Saturday, May 3, 2008

I don`t need anything

Accustomed
Wrong
I don’t see the sky
It’s cloudy
You appeared without being looked for.
I didn’t expect to found you there.
Maybe your laughs didn’t have shadows or faces.
That was all I saw.
You lent me a kiss
You lent me calm
You lent me everything I lacked of.
You have the right recipe to make me smile.
And all the time
You know what fears me
You know what I like to be with you.
You stole my body
You stole my soul
It’s now yours the voice which I sang before.
You take my dreams
You leave me wordless
But if I’m with you I don’t need anything.

Saying Goodbye

I have to say that I’m not the kind of person who is very found of the ‘goodbyes’. In fact, I’d say I’m one of those who avoid them. Saying goodbye is always sad because the person who you love is leaving somewhere (perhaps not that far, but leaving in fact). You don’t know when you’ll be seeing them and that is the biggest fear that torments us, to not see anymore that person you’re saying goodbye.
It has happened to me that I’ve always felt uncomfortable of talking about my feelings.
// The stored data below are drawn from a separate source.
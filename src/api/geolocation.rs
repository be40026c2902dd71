//! IP-based geolocation used to pre-fill the farm coordinates

use super::traits::GeolocationProvider;
use crate::storage::FarmLocation;
use anyhow::{bail, Context, Result};
use async_trait::async_trait;
use reqwest::Client;
use serde::Deserialize;
use std::time::Duration;

/// Default lookup endpoint
pub const DEFAULT_GEOLOCATION_URL: &str = "http://ip-api.com/json/?fields=status,lat,lon";

#[derive(Debug, Deserialize)]
struct IpLocation {
    #[serde(default)]
    status: String,
    lat: Option<f64>,
    lon: Option<f64>,
}

impl IpLocation {
    fn into_location(self) -> Result<FarmLocation> {
        if !self.status.is_empty() && self.status != "success" {
            bail!("geolocation lookup failed with status {}", self.status);
        }
        match (self.lat, self.lon) {
            (Some(latitude), Some(longitude)) => Ok(FarmLocation {
                latitude,
                longitude,
            }),
            _ => bail!("geolocation response had no coordinates"),
        }
    }
}

pub struct IpGeolocation {
    http: Client,
    url: String,
}

impl IpGeolocation {
    pub fn new(url: impl Into<String>, timeout: Duration) -> Result<Self> {
        let http = Client::builder()
            .timeout(timeout)
            .build()
            .context("Failed to build HTTP client")?;
        Ok(Self {
            http,
            url: url.into(),
        })
    }
}

#[async_trait]
impl GeolocationProvider for IpGeolocation {
    async fn locate(&self) -> Result<FarmLocation> {
        let body: IpLocation = self
            .http
            .get(&self.url)
            .send()
            .await
            .context("Failed to reach geolocation service")?
            .error_for_status()?
            .json()
            .await
            .context("Failed to decode geolocation response")?;
        body.into_location()
    }
}
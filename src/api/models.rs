//! Wire types of the Crop Compass land API
//!
//! Every endpoint wraps its payload in a `data` envelope; weather and
//! rainfall nest a second level underneath.

use serde::{Deserialize, Serialize};

/// `{ "data": T }`
#[derive(Debug, Clone, Deserialize)]
pub struct Envelope<T> {
    pub data: T,
}

/// `GET /weather`
#[derive(Debug, Clone, PartialEq, Serialize, Deserialize)]
pub struct WeatherReport {
    #[serde(default)]
    pub days: Vec<WeatherDay>,
}

/// One day of the weather forecast
#[derive(Debug, Clone, PartialEq, Serialize, Deserialize)]
pub struct WeatherDay {
    /// `YYYY-MM-DD`
    pub datetime: String,
    pub temp: f64,
    pub tempmin: f64,
    pub tempmax: f64,
    #[serde(default)]
    pub humidity: f64,
}

/// `GET /rainfall` wraps the records in `data.data`
#[derive(Debug, Clone, PartialEq, Serialize, Deserialize)]
pub struct RainfallSeries {
    #[serde(default)]
    pub data: Vec<RainfallRecord>,
}

#[derive(Debug, Clone, PartialEq, Serialize, Deserialize)]
pub struct RainfallRecord {
    pub year: i32,
    pub month: u32,
    pub day: u32,
    pub value: RainfallValue,
}

#[derive(Debug, Clone, Copy, PartialEq, Serialize, Deserialize)]
pub struct RainfallValue {
    pub avg: f64,
}

/// A single SoilGrids property summary
#[derive(Debug, Clone, PartialEq, Serialize, Deserialize)]
pub struct SoilMeasure {
    pub mean: f64,
    #[serde(default)]
    pub unit: String,
    #[serde(default)]
    pub label: String,
}

/// `GET /soilgrids`
#[derive(Debug, Clone, PartialEq, Serialize, Deserialize)]
pub struct SoilProperties {
    pub cec: SoilMeasure,
    pub nitrogen: SoilMeasure,
    pub phh2o: SoilMeasure,
    pub sand: SoilMeasure,
    pub soc: SoilMeasure,
}

/// `GET /prediction`
#[derive(Debug, Clone, PartialEq, Serialize, Deserialize)]
pub struct Prediction {
    /// Recommended crop
    pub prediction: String,
    /// Markdown explanation
    #[serde(default)]
    pub description: String,
}
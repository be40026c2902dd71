//! Splash screen rendering with ASCII art logo

use crate::state::SplashState;
use ratatui::{
    layout::Rect,
    style::{Color, Style},
    text::{Line, Span},
    widgets::Paragraph,
    Frame,
};

const LOGO: [&str; 4] = [
    r"  ___ ___  ___  ___    ___ ___  __  __ ___  _   ___ ___ ",
    r" / __| _ \/ _ \| _ \  / __/ _ \|  \/  | _ \/_\ / __/ __|",
    r"| (__|   / (_) |  _/ | (__ (_) | |\/| |  _/ _ \\__ \__ \",
    r" \___|_|_\\___/|_|    \___\___/|_|  |_|_|/_/ \_\___/___/",
];

const TAGLINE: &str = "Make your farm land ready to increase its productivity";

fn logo_lines() -> Vec<Line<'static>> {
    let style = Style::default().fg(Color::Green);
    let mut lines: Vec<Line> = LOGO
        .iter()
        .map(|row| Line::from(Span::styled(*row, style)))
        .collect();
    lines.push(Line::from(""));
    lines.push(Line::from(Span::styled(
        format!("{TAGLINE:^width$}", width = logo_width() as usize),
        Style::default().fg(Color::Yellow),
    )));
    lines
}

fn logo_width() -> u16 {
    LOGO.iter()
        .map(|row| row.chars().count())
        .chain(std::iter::once(TAGLINE.len()))
        .max()
        .unwrap_or(0) as u16
}

/// Draw the splash screen
pub fn draw(frame: &mut Frame, area: Rect, splash_state: &SplashState) {
    let lines = logo_lines();
    let logo_height = lines.len() as u16;
    let logo_width = logo_width();

    // The logo may scroll above the top edge
    let base_y = area.y as i32 + area.height.saturating_sub(logo_height) as i32 / 2;
    let y_pos = base_y - splash_state.scroll_offset as i32;
    let x = area.x + area.width.saturating_sub(logo_width) / 2;

    let lines_off_top = if y_pos < area.y as i32 {
        (area.y as i32 - y_pos) as usize
    } else {
        0
    };
    if lines_off_top >= lines.len() {
        return;
    }

    let visible: Vec<Line> = lines.into_iter().skip(lines_off_top).collect();
    let visible_height = visible.len() as u16;
    let render_y = (y_pos.max(area.y as i32)) as u16;

    let logo_area = Rect {
        x,
        y: render_y,
        width: logo_width.min(area.width),
        height: visible_height.min(area.height),
    };
    frame.render_widget(Paragraph::new(visible), logo_area);

    if splash_state.scroll_offset < 1.0 && area.height > 2 {
        let hint = "Press any key to skip";
        let hint_area = Rect {
            x: area.x + area.width.saturating_sub(hint.len() as u16) / 2,
            y: area.y + area.height - 2,
            width: (hint.len() as u16).min(area.width),
            height: 1,
        };
        let hint_line = Line::from(Span::styled(hint, Style::default().fg(Color::DarkGray)));
        frame.render_widget(Paragraph::new(hint_line), hint_area);
    }
}
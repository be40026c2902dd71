//! Form focus handling and the signup flow that ties edit buffers,
//! the signup store and the wizard together

use super::field::FormField;
use super::signup::{step_fields, signup_steps, FieldErrors, SignupAction, SignupField, SignupForm, SignupStore};
use super::wizard::{Unfinished, Wizard, WizardError};

/// Trait for common form operations
pub trait Form {
    fn field_count(&self) -> usize;
    fn active_field(&self) -> usize;
    fn set_active_field(&mut self, index: usize);
    fn next_field(&mut self) {
        let count = self.field_count();
        let current = self.active_field();
        self.set_active_field((current + 1) % count);
    }
    fn prev_field(&mut self) {
        let count = self.field_count();
        let current = self.active_field();
        if current == 0 {
            self.set_active_field(count - 1);
        } else {
            self.set_active_field(current - 1);
        }
    }
}

/// Which navigation button is selected when focus is on the buttons row
#[derive(Debug, Clone, Copy, PartialEq, Eq, Default)]
pub enum WizardButton {
    Previous,
    #[default]
    Next,
}

/// Everything the signup screen needs between key presses.
///
/// Typing edits a `FormField` buffer and immediately dispatches the
/// matching action, so the store is always the source of truth for
/// validation while the buffer keeps exactly what the user typed.
#[derive(Debug)]
pub struct SignupFlow {
    store: SignupStore,
    wizard: Wizard<SignupForm>,
    fields: Vec<FormField>,
    /// Index into the active step's fields; one past the end is the buttons row
    pub active_field_index: usize,
    pub selected_button: WizardButton,
    pub show_password: bool,
    pub show_confirm_password: bool,
    /// Whether the one-off location lookup has been started
    pub geolocation_requested: bool,
}

impl SignupFlow {
    pub fn new(password_placeholder: &str) -> Result<Self, WizardError> {
        let fields = SignupField::ALL
            .iter()
            .map(|field| {
                let label = field.label();
                match field {
                    SignupField::Username => FormField::text(label)
                        .with_placeholder("Username"),
                    SignupField::Email => FormField::text(label)
                        .with_placeholder("name@domain.com"),
                    SignupField::Password | SignupField::ConfirmPassword => {
                        FormField::secret(label)
                            .with_placeholder(password_placeholder)
                    }
                    SignupField::Longitude => {
                        FormField::coordinate(label).with_placeholder("31.2357")
                    }
                    SignupField::Latitude => {
                        FormField::coordinate(label).with_placeholder("30.0444")
                    }
                }
            })
            .collect();

        Ok(Self {
            store: SignupStore::new(),
            wizard: Wizard::new(signup_steps())?,
            fields,
            active_field_index: 0,
            selected_button: WizardButton::default(),
            show_password: false,
            show_confirm_password: false,
            geolocation_requested: false,
        })
    }

    pub fn form(&self) -> &SignupForm {
        self.store.state()
    }

    pub fn wizard(&self) -> &Wizard<SignupForm> {
        &self.wizard
    }

    /// Current per-field error flags, derived from the store
    pub fn errors(&self) -> FieldErrors {
        FieldErrors::evaluate(self.store.state())
    }

    pub fn field(&self, field: SignupField) -> &FormField {
        &self.fields[Self::slot(field)]
    }

    fn slot(field: SignupField) -> usize {
        SignupField::ALL
            .iter()
            .position(|f| *f == field)
            .unwrap_or_default()
    }

    /// Fields shown on the current step
    pub fn current_fields(&self) -> &'static [SignupField] {
        step_fields(self.wizard.active_index())
    }

    /// The focused input, or `None` when the buttons row is focused
    pub fn active_input(&self) -> Option<SignupField> {
        self.current_fields().get(self.active_field_index).copied()
    }

    pub fn is_buttons_row_active(&self) -> bool {
        self.active_input().is_none()
    }

    pub fn is_revealed(&self, field: SignupField) -> bool {
        match field {
            SignupField::Password => self.show_password,
            SignupField::ConfirmPassword => self.show_confirm_password,
            _ => true,
        }
    }

    /// Show/hide the focused password field
    pub fn toggle_reveal(&mut self) {
        match self.active_input() {
            Some(SignupField::Password) => self.show_password = !self.show_password,
            Some(SignupField::ConfirmPassword) => {
                self.show_confirm_password = !self.show_confirm_password
            }
            _ => {}
        }
    }

    /// Store-level dispatch. Buffers of externally set fields are refreshed.
    pub fn dispatch(&mut self, action: SignupAction) {
        match &action {
            SignupAction::SetLongitude(v) => {
                self.fields[Self::slot(SignupField::Longitude)].set_text(format_coordinate(*v))
            }
            SignupAction::SetLatitude(v) => {
                self.fields[Self::slot(SignupField::Latitude)].set_text(format_coordinate(*v))
            }
            SignupAction::Reset => self.fields.iter_mut().for_each(FormField::clear),
            _ => {}
        }
        self.store.dispatch(action);
    }

    fn sync_field(&mut self, field: SignupField) {
        let action = field.action_for(self.fields[Self::slot(field)].as_text());
        self.store.dispatch(action);
    }

    pub fn input_char(&mut self, c: char) {
        if let Some(field) = self.active_input() {
            if self.fields[Self::slot(field)].push_char(c) {
                self.sync_field(field);
            }
        }
    }

    pub fn backspace(&mut self) {
        if let Some(field) = self.active_input() {
            if self.fields[Self::slot(field)].pop_char() {
                self.sync_field(field);
            }
        }
    }

    /// Apply a best-effort location fix. Only coordinates the user has not
    /// touched are filled in. Returns whether anything changed.
    pub fn apply_geolocation(&mut self, latitude: f64, longitude: f64) -> bool {
        let mut changed = false;
        if self.form().longitude.is_none() {
            self.dispatch(SignupAction::SetLongitude(longitude));
            changed = true;
        }
        if self.form().latitude.is_none() {
            self.dispatch(SignupAction::SetLatitude(latitude));
            changed = true;
        }
        changed
    }

    pub fn can_advance(&self) -> bool {
        self.wizard.can_advance(self.store.state())
    }

    pub fn can_go_back(&self) -> bool {
        self.wizard.can_go_back()
    }

    pub fn can_finish(&self) -> bool {
        self.wizard.can_finish(self.store.state())
    }

    /// Whether the primary (Next or Done) button is enabled
    pub fn primary_enabled(&self) -> bool {
        if self.wizard.is_last_step() {
            self.can_finish()
        } else {
            self.can_advance()
        }
    }

    pub fn next_step(&mut self) -> Result<usize, WizardError> {
        let index = self.wizard.next(self.store.state())?;
        self.active_field_index = 0;
        self.selected_button = WizardButton::Next;
        Ok(index)
    }

    pub fn previous_step(&mut self) -> Result<usize, WizardError> {
        let index = self.wizard.previous()?;
        self.active_field_index = 0;
        self.selected_button = WizardButton::Next;
        Ok(index)
    }

    /// Finish the wizard, consuming the flow. On refusal the flow is
    /// returned unchanged together with the reason.
    pub fn finish<R>(
        self,
        on_complete: impl FnOnce(&SignupForm) -> R,
    ) -> Result<R, (Self, WizardError)> {
        let Self {
            store,
            wizard,
            fields,
            active_field_index,
            selected_button,
            show_password,
            show_confirm_password,
            geolocation_requested,
        } = self;

        match wizard.finish(store.state(), on_complete) {
            Ok(result) => Ok(result),
            Err(Unfinished { wizard, error }) => Err((
                Self {
                    store,
                    wizard,
                    fields,
                    active_field_index,
                    selected_button,
                    show_password,
                    show_confirm_password,
                    geolocation_requested,
                },
                error,
            )),
        }
    }
}

impl Form for SignupFlow {
    fn field_count(&self) -> usize {
        self.current_fields().len() + 1 // inputs + buttons row
    }
    fn active_field(&self) -> usize {
        self.active_field_index
    }
    fn set_active_field(&mut self, index: usize) {
        self.active_field_index = index.min(self.current_fields().len());
    }
}

fn format_coordinate(value: f64) -> String {
    if value.is_finite() {
        value.to_string()
    } else {
        String::new()
    }
}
It’s like when I start doing it I feel I can’t close that door, and I’m afraid of saying too much things that I’ll regret then. But that’s not the point. I wanna say something else. Goodbyes are seen as the departure of someone to the unknown, but most of the time to something looked for that person. Maybe I dislike the going away of a loved one, but they are not up to me. They’re unavoidable. I just wait for these people to start something new wherever they go. So next time you have to say goodbye to a loved person, think about all the good things that may happen to them once they are away and smile at them, that smile will make them feel better at that moment. Trust me.

She

She was an eleven year old child who was so innocent at her age that she would never have suspected someone so close to her family will dare to hurt her.
Unfortunately, hatred and perversion arrived on her life one day and she never wanted to talk about it. So much sadness, hatred and anger in her life make her the person she is now. She became a person unable to talk about her real feelings and always rejecting to forget her past. Is it possible to let it go?. He was so mean to her that she can’t forget him just like that. Her hatred is so huge that she would like to make his life miserable. She knows it’s wrong but she would like to see him death. A person who hurts a little child should not deserve to be alive.
She finds herself in a constant fight between forgetting her past and move on or keep on wishing some day he pay for what he did.